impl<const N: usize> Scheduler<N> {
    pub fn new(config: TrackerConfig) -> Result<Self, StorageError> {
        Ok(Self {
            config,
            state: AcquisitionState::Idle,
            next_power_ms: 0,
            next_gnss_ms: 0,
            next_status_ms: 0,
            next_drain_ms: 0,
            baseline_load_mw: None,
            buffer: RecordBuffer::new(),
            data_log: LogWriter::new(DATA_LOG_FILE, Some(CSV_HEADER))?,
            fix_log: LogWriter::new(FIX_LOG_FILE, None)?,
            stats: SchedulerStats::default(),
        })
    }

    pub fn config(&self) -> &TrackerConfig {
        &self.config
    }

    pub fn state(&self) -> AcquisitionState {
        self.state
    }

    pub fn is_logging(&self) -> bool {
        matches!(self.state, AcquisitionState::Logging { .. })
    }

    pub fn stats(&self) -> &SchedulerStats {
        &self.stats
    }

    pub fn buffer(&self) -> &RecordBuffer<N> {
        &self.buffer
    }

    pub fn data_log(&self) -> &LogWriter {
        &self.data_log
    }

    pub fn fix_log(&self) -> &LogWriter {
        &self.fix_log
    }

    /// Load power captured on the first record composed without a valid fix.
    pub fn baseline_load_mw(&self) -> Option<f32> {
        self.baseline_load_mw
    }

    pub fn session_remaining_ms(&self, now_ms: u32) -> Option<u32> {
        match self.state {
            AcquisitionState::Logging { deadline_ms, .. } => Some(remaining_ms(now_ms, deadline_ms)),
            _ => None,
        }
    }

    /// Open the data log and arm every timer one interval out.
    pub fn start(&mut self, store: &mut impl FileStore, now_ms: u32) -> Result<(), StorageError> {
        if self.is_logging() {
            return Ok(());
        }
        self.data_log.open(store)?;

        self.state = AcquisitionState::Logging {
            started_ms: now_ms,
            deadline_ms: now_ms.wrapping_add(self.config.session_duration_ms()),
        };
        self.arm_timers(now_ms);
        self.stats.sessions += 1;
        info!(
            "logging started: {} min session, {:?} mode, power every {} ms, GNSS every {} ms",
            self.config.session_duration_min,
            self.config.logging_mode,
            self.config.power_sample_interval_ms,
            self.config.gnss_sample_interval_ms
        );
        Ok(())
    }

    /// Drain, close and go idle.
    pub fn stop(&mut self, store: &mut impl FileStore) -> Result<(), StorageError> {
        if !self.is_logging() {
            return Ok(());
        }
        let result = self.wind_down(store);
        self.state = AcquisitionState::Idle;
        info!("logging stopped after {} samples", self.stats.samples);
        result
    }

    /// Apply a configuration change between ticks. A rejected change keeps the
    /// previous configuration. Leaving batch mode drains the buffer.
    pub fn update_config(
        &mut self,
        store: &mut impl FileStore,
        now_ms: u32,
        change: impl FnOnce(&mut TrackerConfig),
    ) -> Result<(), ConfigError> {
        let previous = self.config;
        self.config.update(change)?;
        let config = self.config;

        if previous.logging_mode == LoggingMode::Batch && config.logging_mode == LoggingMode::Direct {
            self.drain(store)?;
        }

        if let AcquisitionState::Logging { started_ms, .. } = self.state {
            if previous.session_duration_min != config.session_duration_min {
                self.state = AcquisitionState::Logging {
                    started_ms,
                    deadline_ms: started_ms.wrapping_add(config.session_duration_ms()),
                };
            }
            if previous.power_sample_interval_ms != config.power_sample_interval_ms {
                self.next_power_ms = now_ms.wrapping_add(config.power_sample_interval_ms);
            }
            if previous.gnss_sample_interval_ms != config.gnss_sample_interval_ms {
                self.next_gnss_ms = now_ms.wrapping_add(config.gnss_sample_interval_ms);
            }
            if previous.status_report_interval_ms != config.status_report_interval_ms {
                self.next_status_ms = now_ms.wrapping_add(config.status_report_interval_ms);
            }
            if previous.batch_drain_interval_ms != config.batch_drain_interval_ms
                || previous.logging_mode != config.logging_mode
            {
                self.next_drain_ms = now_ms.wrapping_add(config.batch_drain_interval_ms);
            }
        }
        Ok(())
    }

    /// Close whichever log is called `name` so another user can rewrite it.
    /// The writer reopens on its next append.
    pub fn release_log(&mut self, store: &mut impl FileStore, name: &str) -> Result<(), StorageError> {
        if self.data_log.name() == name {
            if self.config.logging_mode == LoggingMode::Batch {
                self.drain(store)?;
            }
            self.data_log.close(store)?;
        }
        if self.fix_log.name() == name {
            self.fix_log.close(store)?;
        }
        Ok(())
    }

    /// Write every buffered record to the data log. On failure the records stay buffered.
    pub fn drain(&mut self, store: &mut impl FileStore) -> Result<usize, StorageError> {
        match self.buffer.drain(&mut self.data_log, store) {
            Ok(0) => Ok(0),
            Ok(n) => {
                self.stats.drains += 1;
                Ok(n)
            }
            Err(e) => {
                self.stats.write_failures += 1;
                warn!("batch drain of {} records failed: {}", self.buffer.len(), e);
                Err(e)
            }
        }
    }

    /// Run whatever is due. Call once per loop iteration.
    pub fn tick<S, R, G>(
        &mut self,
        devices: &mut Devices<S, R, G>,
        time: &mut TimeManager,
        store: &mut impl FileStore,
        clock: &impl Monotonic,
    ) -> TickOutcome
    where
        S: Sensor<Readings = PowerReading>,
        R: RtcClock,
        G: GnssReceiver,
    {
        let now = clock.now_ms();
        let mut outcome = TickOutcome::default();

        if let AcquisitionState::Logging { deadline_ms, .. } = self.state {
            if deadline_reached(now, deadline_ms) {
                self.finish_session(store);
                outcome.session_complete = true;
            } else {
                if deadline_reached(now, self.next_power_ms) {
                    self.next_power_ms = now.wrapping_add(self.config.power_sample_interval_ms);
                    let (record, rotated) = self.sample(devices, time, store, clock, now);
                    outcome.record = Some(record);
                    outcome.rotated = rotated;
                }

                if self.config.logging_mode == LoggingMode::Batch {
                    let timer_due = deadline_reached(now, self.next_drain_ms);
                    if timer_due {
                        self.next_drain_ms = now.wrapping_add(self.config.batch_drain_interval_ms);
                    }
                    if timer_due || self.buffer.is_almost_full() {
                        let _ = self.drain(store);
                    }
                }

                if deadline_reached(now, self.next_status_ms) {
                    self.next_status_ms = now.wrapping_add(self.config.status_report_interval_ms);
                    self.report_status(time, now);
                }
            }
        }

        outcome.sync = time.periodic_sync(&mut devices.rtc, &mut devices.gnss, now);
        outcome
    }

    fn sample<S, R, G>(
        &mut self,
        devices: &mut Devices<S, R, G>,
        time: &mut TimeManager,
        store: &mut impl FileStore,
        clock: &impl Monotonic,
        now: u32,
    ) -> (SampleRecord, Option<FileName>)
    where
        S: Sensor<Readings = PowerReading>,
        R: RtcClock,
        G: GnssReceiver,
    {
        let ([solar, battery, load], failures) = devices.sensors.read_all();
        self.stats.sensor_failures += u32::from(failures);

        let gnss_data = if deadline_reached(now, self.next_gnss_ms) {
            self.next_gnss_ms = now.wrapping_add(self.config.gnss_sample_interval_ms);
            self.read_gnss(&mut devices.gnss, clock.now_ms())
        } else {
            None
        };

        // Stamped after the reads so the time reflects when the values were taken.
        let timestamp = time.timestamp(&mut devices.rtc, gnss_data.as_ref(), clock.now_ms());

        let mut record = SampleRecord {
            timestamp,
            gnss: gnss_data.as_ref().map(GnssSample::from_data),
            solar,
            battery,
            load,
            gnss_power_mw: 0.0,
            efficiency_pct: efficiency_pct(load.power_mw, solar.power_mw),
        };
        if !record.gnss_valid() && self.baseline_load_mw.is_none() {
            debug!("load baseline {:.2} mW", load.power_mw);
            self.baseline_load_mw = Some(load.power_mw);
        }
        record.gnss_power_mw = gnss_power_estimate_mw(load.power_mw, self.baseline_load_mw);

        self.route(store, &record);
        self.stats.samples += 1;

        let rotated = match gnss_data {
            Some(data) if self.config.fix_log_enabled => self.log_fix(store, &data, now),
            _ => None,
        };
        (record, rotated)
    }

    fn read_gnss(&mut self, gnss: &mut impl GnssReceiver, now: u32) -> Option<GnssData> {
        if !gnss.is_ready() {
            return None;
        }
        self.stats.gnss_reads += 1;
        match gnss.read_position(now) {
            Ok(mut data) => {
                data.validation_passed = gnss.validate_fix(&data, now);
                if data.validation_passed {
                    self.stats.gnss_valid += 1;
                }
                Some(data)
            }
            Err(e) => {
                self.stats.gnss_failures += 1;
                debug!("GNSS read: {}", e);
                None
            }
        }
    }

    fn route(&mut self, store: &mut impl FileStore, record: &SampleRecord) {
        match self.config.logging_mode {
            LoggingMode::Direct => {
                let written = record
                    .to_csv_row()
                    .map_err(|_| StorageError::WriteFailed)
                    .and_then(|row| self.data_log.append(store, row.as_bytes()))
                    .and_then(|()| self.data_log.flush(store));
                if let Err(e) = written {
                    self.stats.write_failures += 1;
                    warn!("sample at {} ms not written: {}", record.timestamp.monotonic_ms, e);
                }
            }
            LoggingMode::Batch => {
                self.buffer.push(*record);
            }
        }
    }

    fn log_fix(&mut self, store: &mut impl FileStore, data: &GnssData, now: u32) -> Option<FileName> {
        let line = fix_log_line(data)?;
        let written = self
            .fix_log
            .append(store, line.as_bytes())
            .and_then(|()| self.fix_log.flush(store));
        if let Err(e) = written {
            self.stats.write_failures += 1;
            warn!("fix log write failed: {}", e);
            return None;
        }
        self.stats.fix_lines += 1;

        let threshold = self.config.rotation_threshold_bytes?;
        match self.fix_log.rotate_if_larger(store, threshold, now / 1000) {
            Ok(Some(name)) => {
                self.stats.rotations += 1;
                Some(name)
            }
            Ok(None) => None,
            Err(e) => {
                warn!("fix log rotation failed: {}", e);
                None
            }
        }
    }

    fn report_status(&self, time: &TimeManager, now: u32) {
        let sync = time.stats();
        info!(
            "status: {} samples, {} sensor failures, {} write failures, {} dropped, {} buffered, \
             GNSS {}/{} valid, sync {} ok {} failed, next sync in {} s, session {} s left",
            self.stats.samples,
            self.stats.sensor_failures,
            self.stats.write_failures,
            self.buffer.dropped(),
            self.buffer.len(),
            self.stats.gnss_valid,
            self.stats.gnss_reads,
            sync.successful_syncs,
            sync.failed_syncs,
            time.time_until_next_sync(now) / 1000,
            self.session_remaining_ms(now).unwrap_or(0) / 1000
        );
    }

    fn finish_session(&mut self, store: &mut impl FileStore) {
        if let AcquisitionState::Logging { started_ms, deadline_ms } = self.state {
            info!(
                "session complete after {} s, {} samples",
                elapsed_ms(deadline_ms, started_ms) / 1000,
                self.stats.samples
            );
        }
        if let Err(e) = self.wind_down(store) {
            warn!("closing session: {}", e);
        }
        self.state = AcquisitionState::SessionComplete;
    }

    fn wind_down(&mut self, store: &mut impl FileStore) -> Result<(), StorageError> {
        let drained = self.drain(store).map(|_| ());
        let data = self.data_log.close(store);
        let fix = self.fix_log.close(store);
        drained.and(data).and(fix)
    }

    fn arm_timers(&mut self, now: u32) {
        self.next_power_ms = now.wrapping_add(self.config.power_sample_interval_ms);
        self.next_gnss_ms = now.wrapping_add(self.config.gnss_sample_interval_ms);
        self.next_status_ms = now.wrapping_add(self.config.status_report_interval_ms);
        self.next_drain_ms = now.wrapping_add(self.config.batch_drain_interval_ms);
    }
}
● ● ● ●
▶ _Requirement_: Gather and copy every line of the data in which the string "route" is found.

▶ _Response to the exercise_:
        self.route(store, &record);
    fn route(&mut self, store: &mut impl FileStore, record: &SampleRecord) {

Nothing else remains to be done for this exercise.